- The paper presents a hierarchical CNN model that learns global co-occurrence features by repositioning joint dimensions as channels.
- It incorporates a two-stream paradigm to explicitly model temporal dynamics using raw skeleton coordinates and their differences.
- Experimental results on benchmark datasets demonstrate significant accuracy improvements over RNN/LSTM-based methods in action recognition and detection.
Co-occurrence Feature Learning from Skeleton Data for Action Recognition and Detection with Hierarchical Aggregation
The paper presents a novel framework for skeleton-based human action recognition and detection, employing a convolutional neural network (CNN) model to leverage the co-occurrence features inherent in skeletal data. The authors propose a hierarchical aggregation approach that enhances both intra-frame and inter-frame representations, targeting improved performance on tasks such as intelligent surveillance, human-computer interaction, and robotics.
Methodology
The core contribution lies in a CNN-based framework that learns hierarchical co-occurrence features from skeleton sequences. This approach contrasts with traditional methods utilizing RNNs or LSTMs that struggled with direct high-level feature extraction. The proposed method focuses on two main aspects:
- Global Co-occurrence Feature Learning: Unlike other CNN-based methods that aggregate local co-occurrence features, this framework repositions joint dimensions into channels, allowing CNN layers to capture extensive joint interactions aggregatively. This is crucial for recognizing actions that involve complicated joint interactions.
- Temporal Motion Encoding: By introducing a two-stream paradigm, the framework explicitly incorporates temporal joint movements using raw skeleton coordinates and their temporal differences. This explicit modeling is argued to enhance recognition performance by integrating dynamic motion aspects.
- Hierarchical Aggregation: The network architecture, termed the Hierarchical Co-occurrence Network (HCN), is designed to gradually build from point-level features to sophisticated co-occurrence features, facilitating the CNN’s ability to encode spatial-temporal dynamics effectively.
- Multi-Person Scalability: The framework offers strategies to handle multi-person scenarios, employing late fusion techniques such as element-wise maximum operations to integrate features from multiple subjects efficiently. This flexibility extends the framework’s applicability to interactive human actions.
Experimental Results
The HCN framework was evaluated on several benchmark datasets, including NTU RGB+D, SBU Kinect Interaction, and PKU-MMD, consistently outperforming existing state-of-the-art methods. Notably:
- On NTU RGB+D, the proposed method achieved significant improvements, with accuracy enhancements of 7.3% in cross-subject settings when compared to LSTM-based approaches.

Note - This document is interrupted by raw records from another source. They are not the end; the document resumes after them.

use forecast_pipeline::pipeline;
use forecast_pipeline::report::format_coefficient_table;
use forecast_pipeline::{PipelineConfig, PipelineError, NAME, VERSION};
use log::error;
use std::process::ExitCode;

fn run() -> Result<(), PipelineError> {
    println!("{}", "=".repeat(80));
    println!("STOCK PRICE PREDICTION - COMPLETE PIPELINE ({} v{})", NAME, VERSION);
    println!("{}", "=".repeat(80));

    let config = PipelineConfig::default();

    let training = pipeline::run_training(&config)?;
    let outcome = &training.outcome;

    println!("\nTRAIN METRICS");
    print!("{}", outcome.train_metrics);
    println!("\nTEST METRICS");
    print!("{}", outcome.test_metrics);

    println!("\nMODEL COEFFICIENTS");
    println!("{}", format_coefficient_table(outcome));

    let summary = pipeline::run_evaluation(&config)?;
    println!(
        "\nFull dataset: MAE {:.2}, RMSE {:.2} over {} predictions",
        summary.mae, summary.rmse, summary.n_rows
    );

    println!("\nPipeline completed successfully.");
    println!("Outputs saved in {}", config.output_dir.display());
    Ok(())
}

fn main() -> ExitCode {
    env_logger::Builder::from_env(env_logger::Env::default().default_filter_or("info")).init();

    match run() {
        Ok(()) => ExitCode::SUCCESS,
        Err(e) => {
            error!("Pipeline failed: {}", e);
            ExitCode::FAILURE
        }
    }
}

- On SBU Kinect, the HCN delivered a substantial 8.2% increase over RNN-based methods, demonstrating remarkable efficiency in smaller datasets.
- In temporal action detection on PKU-MMD, the framework exhibited increased performance in mean average precision (mAP), underscoring its generalization ability across tasks.
Implications and Future Work
The proposed HCN framework exemplifies a robust approach to skeleton-based action recognition and detection, offering key insights into the value of global co-occurrence feature learning. It suggests that CNNs, when designed to encompass joint interactions comprehensively, can significantly enhance the model’s recognition capabilities.
The hierarchical and explicit aggregation techniques open avenues for further exploration in adapting CNNs to inherently sequential tasks like action recognition. Future directions could involve integrating this framework with multi-modal data or extending it to more complex multi-person interactions to further improve adaptability and comprehensiveness in action modeling.
In summary, the presented work underscores the viability of using CNNs for effective skeleton-based action recognition, challenging conventional reliance on sequential models and setting a new precedent for future research in this domain.